Aliás, o seu alvitre sempre generoso, senhor Cláudio, me faz lembrar que estou esperando, para breves dias, a chegada do paizinho querido que, segundo me comunicou em breve missiva, deverá estar aportando em Óstia nos próximos meses e passará uma temporada em meu lar conforme sempre fora do meu mais profundo desejo.
Surpreendido com a notícia e com a alegria de Décio, Cláudio indagou:
- Policarpo vai chegar?

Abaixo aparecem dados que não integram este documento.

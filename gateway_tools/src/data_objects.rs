use std::collections::BTreeMap;

use serde::{Deserialize, Serialize};

/// The gateway takes request bodies as form data, with nested fields flattened into `a[b][c]` keys.
pub type FormParams = Vec<(String, String)>;

#[derive(Debug, Clone, PartialEq, Eq, Serialize, Deserialize)]
pub struct NewPaymentIntent {
    /// In minor currency units.
    pub amount: i64,
    pub currency: String,
    pub payment_method: String,
    pub receipt_email: Option<String>,
}

impl NewPaymentIntent {
    /// The intent is confirmed on creation, so the charge is attempted straight away. Redirect-based payment methods
    /// are refused, since there is no buyer present to follow the redirect.
    pub fn to_form_params(&self) -> FormParams {
        let mut params = vec![
            ("amount".to_string(), self.amount.to_string()),
            ("currency".to_string(), self.currency.to_lowercase()),
            ("payment_method".to_string(), self.payment_method.clone()),
            ("confirm".to_string(), "true".to_string()),
            ("automatic_payment_methods[enabled]".to_string(), "true".to_string()),
            ("automatic_payment_methods[allow_redirects]".to_string(), "never".to_string()),
        ];
        if let Some(email) = &self.receipt_email {
            params.push(("receipt_email".to_string(), email.clone()));
        }
        params
    }
}

#[derive(Debug, Clone, Copy, PartialEq, Eq, Serialize, Deserialize)]
#[serde(rename_all = "snake_case")]
pub enum PaymentIntentStatus {
    Succeeded,
    Processing,
    RequiresPaymentMethod,
    RequiresAction,
    RequiresConfirmation,
    RequiresCapture,
    Canceled,
    #[serde(other)]
    Unrecognised,
}

#[derive(Debug, Clone, PartialEq, Eq, Serialize, Deserialize)]
pub struct PaymentIntent {
    pub id: String,
    pub status: PaymentIntentStatus,
    pub amount: i64,
    pub currency: String,
}

#[derive(Debug, Clone, PartialEq, Eq, Serialize, Deserialize)]
pub struct SessionLineItem {
    pub product_id: String,
    pub name: String,
    pub unit_amount: i64,
    pub quantity: i64,
}

#[derive(Debug, Clone, PartialEq, Eq, Serialize, Deserialize)]
pub struct NewCheckoutSession {
    pub customer_email: String,
    pub currency: String,
    pub line_items: Vec<SessionLineItem>,
    pub success_url: String,
    pub cancel_url: String,
    pub metadata: BTreeMap<String, String>,
}

impl NewCheckoutSession {
    pub fn to_form_params(&self) -> FormParams {
        let currency = self.currency.to_lowercase();
        let mut params = vec![
            ("mode".to_string(), "payment".to_string()),
            ("customer_email".to_string(), self.customer_email.clone()),
            ("success_url".to_string(), self.success_url.clone()),
            ("cancel_url".to_string(), self.cancel_url.clone()),
        ];
        for (i, item) in self.line_items.iter().enumerate() {
            let prefix = format!("line_items[{i}]");
            params.push((format!("{prefix}[quantity]"), item.quantity.to_string()));
            params.push((format!("{prefix}[price_data][currency]"), currency.clone()));
            params.push((format!("{prefix}[price_data][unit_amount]"), item.unit_amount.to_string()));
            params.push((format!("{prefix}[price_data][product_data][name]"), item.name.clone()));
            params.push((format!("{prefix}[price_data][product_data][metadata][product_id]"), item.product_id.clone()));
        }
        for (key, value) in &self.metadata {
            params.push((format!("metadata[{key}]"), value.clone()));
        }
        params
    }
}

#[derive(Debug, Clone, PartialEq, Eq, Serialize, Deserialize)]
pub struct CheckoutSession {
    pub id: String,
    /// Only present while the session is open.
    pub url: Option<String>,
    pub payment_status: String,
}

Aquele dos seus relatos tão cheios de emoção e elevação de ensinamentos?
- Sim, meu senhor, meu paizinho querido está planejando visitar-me, creio que como algum presságio para a partida não muito distante, conforme fez mencionar na carta que me enviou.

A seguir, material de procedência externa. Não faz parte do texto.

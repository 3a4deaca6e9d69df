// Each test binary uses a different subset of these helpers
#![allow(dead_code)]

pub mod counting_db;
pub mod prepare_env;
pub mod webhooks;
use std::collections::BTreeMap;

use thiserror::Error;

use crate::{
    db_types::{merge_line_items, LineItem, Money, Product},
    traits::Reservation,
};

#[derive(Debug, Clone, PartialEq, Eq, Error)]
pub enum InventoryError {
    #[error("The order does not contain any items")]
    EmptyOrder,
    #[error("Invalid quantity {quantity} for product {product_id}")]
    InvalidQuantity { product_id: String, quantity: i64 },
    #[error("Product {0} does not exist")]
    UnknownProduct(String),
    #[error("Insufficient stock for product {product_id}. {requested} requested, but only {available} available")]
    InsufficientStock { product_id: String, requested: i64, available: i64 },
    #[error("The order total is too large")]
    TotalOverflow,
    #[error("Database error: {0}")]
    DatabaseError(String),
}

impl InventoryError {
    /// Business-rule failures are final for the current attempt. Only database errors are worth retrying.
    pub fn is_business_rule(&self) -> bool {
        !matches!(self, InventoryError::DatabaseError(_))
    }
}

impl From<sqlx::Error> for InventoryError {
    fn from(e: sqlx::Error) -> Self {
        InventoryError::DatabaseError(e.to_string())
    }
}

/// Rejects empty orders and non-positive quantities, and folds repeated product ids into one line each.
pub fn validate_line_items(items: &[LineItem]) -> Result<BTreeMap<String, i64>, InventoryError> {
    if items.is_empty() {
        return Err(InventoryError::EmptyOrder);
    }
    if let Some(item) = items.iter().find(|i| i.quantity <= 0) {
        return Err(InventoryError::InvalidQuantity { product_id: item.product_id.clone(), quantity: item.quantity });
    }
    Ok(merge_line_items(items))
}

/// The inventory ledger. It is the authoritative source of prices and stock counts.
#[allow(async_fn_in_trait)]
pub trait InventoryManagement {
    /// Fetches a single product. Returns `None` if the product does not exist.
    async fn fetch_product(&self, product_id: &str) -> Result<Option<Product>, InventoryError>;

    /// Fetches the whole catalog, ordered by product id.
    async fn fetch_products(&self) -> Result<Vec<Product>, InventoryError>;

    /// Prices the given items against the current ledger without touching stock.
    ///
    /// The same checks as [`Self::check_and_reserve`] apply, but the answer is only advisory: stock can be taken by a
    /// concurrent order at any time after this call returns.
    async fn quote(&self, items: &[LineItem]) -> Result<Money, InventoryError>;

    /// Atomically checks and decrements stock for every item.
    ///
    /// Repeated product ids are merged. Either every item is reserved, or none is; partial decrements are never
    /// visible to concurrent readers. Concurrent reservations of the same product are serialized, so the last unit of
    /// stock goes to exactly one caller.
    async fn check_and_reserve(&self, items: &[LineItem]) -> Result<Reservation, InventoryError>;
}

Não está doente, como ressaltou na escrita, mas sente que seus dias estão terminando e pretende cumprir as tarefas até o final, desejando partir desta vida somente depois que se desincumbir de deveres amorosos de um coração de pai junto ao coração de um filho adoptivo que muito o ama e de outras tarefas que julga indispensáveis ultimar, como forma de entregar seus dias a Deus, que o haverá de chamar na hora que julgar adequado, mas que, segundo seus anseios mais íntimos, espera que o surpreenda no trabalho da Verdade, na fundação do Reino de Deus no coração das pessoas.
Escutando, embevecido, Cláudio se deixou levar pelas recordações das histórias que ouvira da boca de Décio, relatando os seus momentos de convivência com aquele homem valoroso e bom, cuja vida se transformara em uma sinfonia de bênçãos, não mais a serviço de si mesmo, mas à disposição dos aflitos do mundo inteiro, peregrino da esperança a levar as palavras doces da consolação da Boa Nova por onde o Senhor apontasse o caminho.

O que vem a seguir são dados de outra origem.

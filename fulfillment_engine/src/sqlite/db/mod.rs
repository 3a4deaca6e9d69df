//! # SQLite Database methods
//!
//! This module contains "low-level" SQLite database interactions.
//!
//! All these interaction are maintained by simple functions (rather than stateful structs) that accept a
//! `&mut SqliteConnection` argument. Callers can obtain a connection from a pool,
//! or create an atomic transaction as the need arises and call through to the functions without any other changes.
//!
//! A transaction that may write should issue its first write before any read. SQLite then takes the write lock up
//! front, so competing writers queue behind the busy timeout instead of failing on lock upgrade.
use std::{env, str::FromStr, time::Duration};

use log::info;
use sqlx::{
    sqlite::{SqliteConnectOptions, SqliteJournalMode, SqlitePoolOptions},
    Error as SqlxError,
    SqlitePool,
};

pub mod alerts;
pub mod dedup;
pub mod orders;
pub mod products;

const SQLITE_DB_URL: &str = "sqlite://data/storefront.db";
const BUSY_TIMEOUT: Duration = Duration::from_secs(10);

pub fn db_url() -> String {
    let result = env::var("SF_DATABASE_URL").unwrap_or_else(|_| {
        info!("SF_DATABASE_URL is not set. Using the default.");
        SQLITE_DB_URL.to_string()
    });
    info!("Using database URL: {result}");
    result
}

pub async fn new_pool(url: &str, max_connections: u32) -> Result<SqlitePool, SqlxError> {
    let options = SqliteConnectOptions::from_str(url)?
        .create_if_missing(true)
        .journal_mode(SqliteJournalMode::Wal)
        .busy_timeout(BUSY_TIMEOUT)
        .foreign_keys(true);
    let pool = SqlitePoolOptions::new().max_connections(max_connections).connect_with(options).await?;
    Ok(pool)
}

A notícia alvissareira parecia casar-se com os planos de afecto por aquele grupo de almas aflitas às quais ele se ligava e às quais desejava ajudar com o melhor do que possuía.
Não teria que dar satisfação a ninguém mais, já que os próprios servos de sua casa confortável haviam sido substituídos por pessoas da confiança de Décio pelo devotamento à causa cristã, empregados humildes que ganhavam a vida no trabalho honesto, remunerados por um senhor que, na intimidade, havia se entregado igualmente ao culto da mesma fé que eles nutriam.
Serápis e os filhos seriam hóspedes aos olhos de todos os outros empregados, considerados como irmãos naquela casa em que todos podiam conversar sobre as coisas elevadas que sentiam, sem os problemas aterrorizantes das perseguições, prisões e suplícios daí decorrentes.
Se as bênçãos de Deus o permitissem, quem sabe não haveria de surgir entre ele e Serápis, o laço sagrado do afecto sincero, a autorizar a união que selaria com o Amor, aquilo que, até então, começara como gesto de generosa solicitude.
Nada fora planejado, preparado, preconcebido.
O interesse no Bem de Domício, levara-o até Serápis e seus filhos miseráveis.
As forças da vida trouxeram-lhe Décio.
Tudo foi sendo organizado pela força das coisas para que, nas convivências de todos, as realidades do afecto lançassem seus fundamentos em alicerces do respeito e da admiração que, agora, Cláudio imaginava tomar os fundamentos da própria felicidade pessoal, contrariando todas as mais antigas tradições, vivenciando suas experiências afectivas à distância dos preconceitos daquela Roma pervertida e cruel.
Quem sabe, com o apoio de Décio e, agora, de Policarpo, tudo não pudesse ser encaminhado a contento e para o bem de todos os envolvidos?
Naquele dia oraria com mais fervor, no recolhimento de sua intimidade.